But is it true? Will marketing these products actually be good for the resources and people involved? "Markets Drive the Specialization Strategies of Forest Peoples", an Ecology and Society article by Manuel Ruiz-Perez, Brian Belcher and others, uses data from 61 African, Asian, and Latin American cases to answer that.

Most cases fell into three groups:

Farmers manage the first group of products almost like crops. They grow them in plantations or manage them intensively in the forest. The families specialize in the product and get most of their income from it. They generally have secure tenure and access to markets, and make a pretty good living. They don’t deplete their resources. That is good news for both the people and the resources, but it is not usually the poorest families or least disturbed forests that benefit. Many Asian cases fall into this category.

Farmers involved in the second group tend to be poorer and to collect their products from natural forests that are not intensively managed. They rely heavily on a number of different forest products just to barely get by, and often over-harvest them. Forest products provide an important safety net for these people, but the future doesn’t look bright. This is more typical of Africa.

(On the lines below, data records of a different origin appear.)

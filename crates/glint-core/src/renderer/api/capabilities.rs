// Copyright 2025 eraflo
//
// Licensed under the Apache License, Version 2.0 (the "License");
// you may not use this file except in compliance with the License.
// You may obtain a copy of the License at
//
//     http://www.apache.org/licenses/LICENSE-2.0
//
// Unless required by applicable law or agreed to in writing, software
// distributed under the License is distributed on an "AS IS" BASIS,
// WITHOUT WARRANTIES OR CONDITIONS OF ANY KIND, either express or implied.
// See the License for the specific language governing permissions and
// limitations under the License.

//! Driver capability flags, injected into the rewriter and the compiler.

use serde::{Deserialize, Serialize};

/// First dialect version with `in`/`out` storage and user-declared fragment outputs.
pub const GLSL_STORAGE_QUALIFIER_VERSION: u32 = 130;

/// Last dialect version without in-shader `layout(location = N)` support.
pub const GLSL_LAST_BINDING_ONLY_VERSION: u32 = 150;

/// The extension that provides explicit-LOD sampling on legacy dialects.
#[derive(Debug, Clone, Copy, PartialEq, Eq)]
pub enum TextureLodExtension {
    /// `GL_ARB_shader_texture_lod`: `texture2DLod`, `textureCubeLod`.
    Arb,
    /// `GL_EXT_shader_texture_lod`: `texture2DLodEXT`, `textureCubeLodEXT`.
    Ext,
}

impl TextureLodExtension {
    /// Name used in the `#extension` pragma.
    pub fn pragma_name(self) -> &'static str {
        match self {
            TextureLodExtension::Arb => "GL_ARB_shader_texture_lod",
            TextureLodExtension::Ext => "GL_EXT_shader_texture_lod",
        }
    }

    /// Suffix of the explicit-LOD built-ins.
    pub fn builtin_suffix(self) -> &'static str {
        match self {
            TextureLodExtension::Arb => "",
            TextureLodExtension::Ext => "EXT",
        }
    }
}

/// Describes the shading-language dialect and the optional features the
/// active driver exposes.
#[derive(Debug, Clone, PartialEq, Eq, Serialize, Deserialize)]
#[serde(default)]
pub struct DriverCapabilities {
    /// Numeric dialect version (e.g. `120`, `330`, `300` for ES 3.0).
    pub glsl_version: u32,
    /// Text emitted after `#version` (e.g. `"330"`, `"300 es"`).
    pub glsl_version_string: String,
    /// `GL_ARB_gpu_shader5` is available.
    pub gpu_shader5: bool,
    /// `GL_EXT_gpu_shader4` is available.
    pub gpu_shader4: bool,
    /// `GL_ARB_shader_texture_lod` is available. Desktop targets only.
    pub shader_texture_lod: bool,
    /// `GL_EXT_shader_texture_lod` is available. Embedded targets only; its
    /// built-ins carry an `EXT` suffix (`texture2DLodEXT`).
    pub ext_shader_texture_lod: bool,
    /// The driver can export and import linked program binaries.
    pub program_binary: bool,
}

impl DriverCapabilities {
    /// Desktop GLSL 1.20 (OpenGL 2.1).
    pub fn legacy_gl21() -> Self {
        Self {
            glsl_version: 120,
            glsl_version_string: "120".to_string(),
            gpu_shader5: false,
            gpu_shader4: false,
            shader_texture_lod: true,
            ext_shader_texture_lod: false,
            program_binary: false,
        }
    }

    /// Desktop GLSL 3.30 core.
    pub fn gl33() -> Self {
        Self {
            glsl_version: 330,
            glsl_version_string: "330".to_string(),
            gpu_shader5: false,
            gpu_shader4: true,
            shader_texture_lod: true,
            ext_shader_texture_lod: false,
            program_binary: true,
        }
    }

    /// Desktop GLSL 4.10 core.
    pub fn gl41() -> Self {
        Self {
            glsl_version: 410,
            glsl_version_string: "410".to_string(),
            gpu_shader5: true,
            gpu_shader4: true,
            shader_texture_lod: true,
            ext_shader_texture_lod: false,
            program_binary: true,
        }
    }

    /// GLSL ES 1.00 (OpenGL ES 2.0 / WebGL 1).
    pub fn gles2() -> Self {
        Self {
            glsl_version: 100,
            glsl_version_string: "100".to_string(),
            gpu_shader5: false,
            gpu_shader4: false,
            shader_texture_lod: false,
            ext_shader_texture_lod: false,
            program_binary: false,
        }
    }

    /// GLSL ES 3.00 (OpenGL ES 3.0 / WebGL 2).
    pub fn gles3() -> Self {
        Self {
            glsl_version: 300,
            glsl_version_string: "300 es".to_string(),
            gpu_shader5: false,
            gpu_shader4: false,
            shader_texture_lod: false,
            ext_shader_texture_lod: false,
            program_binary: true,
        }
    }

    /// Looks up a preset by name (`gl21`, `gl33`, `gl41`, `gles2`, `gles3`).
    pub fn preset(name: &str) -> Option<Self> {
        match name {
            "gl21" => Some(Self::legacy_gl21()),
            "gl33" => Some(Self::gl33()),
            "gl41" => Some(Self::gl41()),
            "gles2" => Some(Self::gles2()),
            "gles3" => Some(Self::gles3()),
            _ => None,
        }
    }

    /// `true` for the embedded dialects (`100`, `300 es`, ...).
    pub fn is_embedded(&self) -> bool {
        self.glsl_version == 100 || self.glsl_version_string.trim_end().ends_with(" es")
    }

    /// The texture-LOD extension to enable, if any. Each flag only counts on
    /// the profile its extension belongs to.
    pub fn texture_lod_extension(&self) -> Option<TextureLodExtension> {
        if self.is_embedded() {
            self.ext_shader_texture_lod.then_some(TextureLodExtension::Ext)
        } else {
            self.shader_texture_lod.then_some(TextureLodExtension::Arb)
        }
    }

    /// `attribute`/`varying` storage and built-in fragment outputs.
    pub fn uses_legacy_storage(&self) -> bool {
        self.glsl_version < GLSL_STORAGE_QUALIFIER_VERSION
    }

    /// Vertex inputs must be bound with an explicit driver call before linking.
    pub fn requires_attrib_binding(&self) -> bool {
        self.glsl_version <= GLSL_LAST_BINDING_ONLY_VERSION
    }

    /// Fragment outputs are bound with an explicit driver call before linking.
    pub fn supports_frag_data_binding(&self) -> bool {
        (GLSL_STORAGE_QUALIFIER_VERSION..=GLSL_LAST_BINDING_ONLY_VERSION)
            .contains(&self.glsl_version)
    }

    /// Locations are written in the shader text as `layout(location = N)`.
    pub fn supports_layout_locations(&self) -> bool {
        self.glsl_version > GLSL_LAST_BINDING_ONLY_VERSION
    }
}

impl Default for DriverCapabilities {
    fn default() -> Self {
        Self::gl33()
    }
}

#[cfg(test)]
mod tests {
    use super::*;

    #[test]
    fn legacy_targets_bind_attributes_and_use_builtin_outputs() {
        let caps = DriverCapabilities::legacy_gl21();
        assert!(caps.uses_legacy_storage());
        assert!(caps.requires_attrib_binding());
        assert!(!caps.supports_frag_data_binding());
        assert!(!caps.supports_layout_locations());
    }

    #[test]
    fn glsl_150_binds_both_interfaces_explicitly() {
        let caps = DriverCapabilities {
            glsl_version: 150,
            glsl_version_string: "150".to_string(),
            ..DriverCapabilities::default()
        };
        assert!(!caps.uses_legacy_storage());
        assert!(caps.requires_attrib_binding());
        assert!(caps.supports_frag_data_binding());
        assert!(!caps.supports_layout_locations());
    }

    #[test]
    fn modern_targets_use_layout_locations() {
        for caps in [
            DriverCapabilities::gl33(),
            DriverCapabilities::gl41(),
            DriverCapabilities::gles3(),
        ] {
            assert!(caps.supports_layout_locations(), "{caps:?}");
            assert!(!caps.requires_attrib_binding(), "{caps:?}");
            assert!(!caps.supports_frag_data_binding(), "{caps:?}");
        }
    }

    #[test]
    fn texture_lod_extension_follows_the_profile() {
        assert_eq!(
            DriverCapabilities::legacy_gl21().texture_lod_extension(),
            Some(TextureLodExtension::Arb)
        );
        assert_eq!(DriverCapabilities::gles2().texture_lod_extension(), None);

        let desktop_flag_on_es = DriverCapabilities {
            shader_texture_lod: true,
            ..DriverCapabilities::gles2()
        };
        assert!(desktop_flag_on_es.is_embedded());
        assert_eq!(desktop_flag_on_es.texture_lod_extension(), None);

        let es_lod = DriverCapabilities {
            ext_shader_texture_lod: true,
            ..DriverCapabilities::gles2()
        };
        assert_eq!(es_lod.texture_lod_extension(), Some(TextureLodExtension::Ext));
        assert!(DriverCapabilities::gles3().is_embedded());
        assert!(!DriverCapabilities::gl33().is_embedded());
    }

    #[test]
    fn preset_lookup() {
        assert_eq!(
            DriverCapabilities::preset("gles3"),
            Some(DriverCapabilities::gles3())
        );
        assert!(DriverCapabilities::preset("vulkan").is_none());
    }
}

The third group of forest products represent a smaller share of farmers’ income, but they allow this income to be more diversified. These cases fall between the first and the second group in terms of the farmers’ incomes and revenue and the way they manage their resources.

The paper strongly implies there aren’t too many cases where selling products from largely unmanaged natural forests has helped save those forests or lift people out of poverty. Cultivating forest products can be a good business for better-off small farmers, while collecting products from natural forests clearly helps many people to survive. Still, things aren’t quite like the donors and conservationists imagined them.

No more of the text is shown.